The following two lines of code
figure % for a new window
image(A) % display A as an imageyield an image representation of the data in which each number is now represented as a colored pixel:
A few things to note:
- the origin (1st row, 1st column of data) is shown in top left pixel. Compare this to how you think of a scatter plot... where is the origin in plots, usually?
- note that the centres of each pixel are at 1, 2, 3, ... and each pixel takes up one unit in the x, y direction.
- by default numbers (the values of each pixel) are mapped to colors
- the table that defines those colors is called a colormap.
The following code displays the same matrix A as an image, then changes the colormap to gray() and also displays the colorbar with the correspondence between values and colours.
figure % for a new window
image(A) % display A as an image
colormap( gray() )
colorbar() % show how values are mapped to coloursTry to answer the following (and run the appropriate snippets of code). What does it mean? Do you understand what happened? If not, try describe in words what you see...
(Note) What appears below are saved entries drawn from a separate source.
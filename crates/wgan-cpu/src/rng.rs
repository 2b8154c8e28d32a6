// Per-thread random source for the CPU backend
//
// Each thread owns a StdRng. It starts from OS entropy; manual_seed() resets
// the calling thread's generator so that a training run (parameter init,
// latent draws, interpolation weights) can be replayed exactly.

use rand::rngs::StdRng;
use rand::{Rng, SeedableRng};
use rand_distr::StandardNormal;
use std::cell::RefCell;

thread_local! {
    static RNG: RefCell<StdRng> = RefCell::new(StdRng::from_entropy());
}

/// Reseed the calling thread's generator.
pub fn manual_seed(seed: u64) {
    RNG.with(|rng| *rng.borrow_mut() = StdRng::seed_from_u64(seed));
}

/// `n` samples from U[0, 1).
pub fn uniform(n: usize) -> Vec<f64> {
    RNG.with(|rng| {
        let mut rng = rng.borrow_mut();
        (0..n).map(|_| rng.gen::<f64>()).collect()
    })
}

/// `n` samples from N(0, 1).
pub fn normal(n: usize) -> Vec<f64> {
    RNG.with(|rng| {
        let mut rng = rng.borrow_mut();
        (0..n).map(|_| rng.sample::<f64, _>(StandardNormal)).collect()
    })
}

#[cfg(test)]
mod tests {
    use super::*;

    #[test]
    fn test_seed_replays_sequence() {
        manual_seed(7);
        let a = normal(5);
        manual_seed(7);
        let b = normal(5);
        assert_eq!(a, b);
    }

    #[test]
    fn test_uniform_range() {
        manual_seed(1);
        assert!(uniform(1000).iter().all(|&x| (0.0..1.0).contains(&x)));
    }
}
- What happens when you run
gray()on the command line. - Run
g = gray()- this assigns something (what?) to the variableg. How many rows and columns doesghave? - What happens if you call the following:
% make a new figure
figure
% call image() or imagesc() without an input argument
imagesc()
% also try to add
colormap(gray())
axis('ij')
axis('image')- With the matrix
Afrom above, try out:
figure(1)
imagesc(A)
axis('image')
title('Where is 0/0?')and
figure(2)
imagesc(A)
axis('ij')
axis('image')
title('Where is 0/0 now?')Take note of the origin in both cases. So what does the axis('image') do and what's the idea behind axis('ij') and its cousin axis('xy')?
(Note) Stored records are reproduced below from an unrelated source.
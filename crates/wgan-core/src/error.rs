use crate::shape::Shape;

/// All errors raised by the tensor runtime and the layers built on top of it.
///
/// Shape, dtype and rank problems are reported with the offending values so a
/// failed training step can be diagnosed from the message alone.
#[derive(Debug, thiserror::Error)]
pub enum Error {
    /// Two shapes that had to agree did not (e.g. real and fake batches).
    #[error("shape mismatch: expected {expected}, got {got}")]
    ShapeMismatch { expected: Shape, got: Shape },

    /// Operation requires a specific rank.
    #[error("rank mismatch: expected rank {expected}, got {got}")]
    RankMismatch { expected: usize, got: usize },

    /// DType mismatch between tensors in a binary operation.
    #[error("dtype mismatch: expected {expected:?}, got {got:?}")]
    DTypeMismatch {
        expected: crate::DType,
        got: crate::DType,
    },

    /// Dimension index out of range for the tensor's rank.
    #[error("dimension out of range: dim {dim} for tensor with {rank} dimensions")]
    DimOutOfRange { dim: usize, rank: usize },

    /// Tried to read a scalar from a tensor with more than one element.
    #[error("not a scalar: tensor has shape {shape}")]
    NotAScalar { shape: Shape },

    /// Element count does not match the requested shape.
    #[error("element count mismatch: shape {shape} requires {expected} elements, got {got}")]
    ElementCountMismatch {
        shape: Shape,
        expected: usize,
        got: usize,
    },

    /// Matrix multiplication inner dimensions differ.
    #[error("matmul shape mismatch: [{m}x{k1}] @ [{k2}x{n}], inner dims must match")]
    MatmulShapeMismatch {
        m: usize,
        k1: usize,
        k2: usize,
        n: usize,
    },

    /// Reshape between shapes with different element counts.
    #[error(
        "cannot reshape: source has {src} elements, target shape {dst_shape} has {dst} elements"
    )]
    ReshapeElementMismatch {
        src: usize,
        dst: usize,
        dst_shape: Shape,
    },

    /// The requested tensor does not take part in the differentiated graph.
    #[error("no gradient flows from the output to tensor {0}")]
    NoGradient(String),

    /// Invalid or unknown configuration option.
    #[error("configuration error: {0}")]
    Config(String),

    /// Filesystem failure while reading or writing checkpoints.
    #[error("i/o error: {0}")]
    Io(#[from] std::io::Error),

    /// Generic message for cases not covered above.
    #[error("{0}")]
    Msg(String),
}

impl Error {
    /// Create an error from any string message.
    pub fn msg(s: impl Into<String>) -> Self {
        Error::Msg(s.into())
    }

    /// Create a configuration error.
    pub fn config(s: impl Into<String>) -> Self {
        Error::Config(s.into())
    }
}

/// Result alias used across the workspace.
pub type Result<T> = std::result::Result<T, Error>;

/// Early return with a formatted error message.
/// Usage: `bail!("unknown optimizer: {}", name)`
#[macro_export]
macro_rules! bail {
    ($($arg:tt)*) => {
        return Err($crate::Error::Msg(format!($($arg)*)))
    };
}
For loading standard kinds of images (from digital cameras, webpages, etc.) the standard imread function is your friend. doc imread will show you all the options... on cool thing is that you can load images directly from the web:
The following image is located at: https://farm8.staticflickr.com/7038/6803949028_2469f89efc_z.jpg
% read it straight in
blueberry = imread('https://farm8.staticflickr.com/7038/6803949028_2469f89efc_z.jpg');
figure()
imshow(blueberry)Try this out with an image you have locally on your machine. Maybe via PhotoBooth on the Mac, or downloaded into your /Documents/MATLAB/ folder?
% read it straight in
someOtherImage = imread('blabla.jpg');
figure()
imshow(someOtherImage)If you have some data in Matlab and you want to save it out as an image that you can use imwrite, but you usually also have to provide the colormap to go along with it.
randomImage = randi(64, [420, 130]); % random integers [1...64] in a table
imwrite(randomImage, jet(), 'test_save_image.png')
% try out the next line and observe what happens... (mac only!)
!open test_save_image.pngLots of other formats are supported. Check the documentation for specifics.
Also try the following with the image you have just created -- or any other images you want to try out.
imageinfo('test_save_image.png')There is a wealth of functionality available in the Image Processing Toolbox. Toolboxes are add-ons to basic Matlab and the university (or more generally, the customer) needs to pay for this. But most labs will have access to the Image processing and Statistics toolboxes, and many freely available toolboxes have been developed over the years.